◆ Your instructions ◆
Take from the material every line containing the string "reason" and copy it.

◆ Data to use ◆
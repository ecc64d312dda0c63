//! Structural extraction errors.
//!
//! Field-level misses are not errors: an exhausted strategy list resolves to
//! the configured default and shows up as `strategy_used: None` in the
//! outcome. Only broken assumptions about document structure surface here,
//! so strategy lists can be maintained against the sites that changed.

use serde::Serialize;
use thiserror::Error;

#[derive(Error, Debug, Clone, PartialEq, Serialize)]
#[serde(tag = "kind", rename_all = "camelCase")]
pub enum ExtractError {
    /// A marker and an opening brace were found, but the brace-balanced scan
    /// ran off the end of the text before depth returned to zero.
    #[error("embedded object after marker {marker:?} never closes")]
    MalformedEmbeddedObject { marker: String },

    /// A balanced substring was extracted but failed strict JSON parsing,
    /// typically because it was a raw JavaScript object literal (unquoted
    /// keys, single quotes, trailing commas). Callers may retry with
    /// [`parse_loose`](crate::extractors::parse_loose).
    #[error("embedded object after marker {marker:?} is not valid JSON: {reason}")]
    UnparsableExtractedObject { marker: String, reason: String },
}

◆ Answer space ◆
    #[error("embedded object after marker {marker:?} is not valid JSON: {reason}")]
    UnparsableExtractedObject { marker: String, reason: String },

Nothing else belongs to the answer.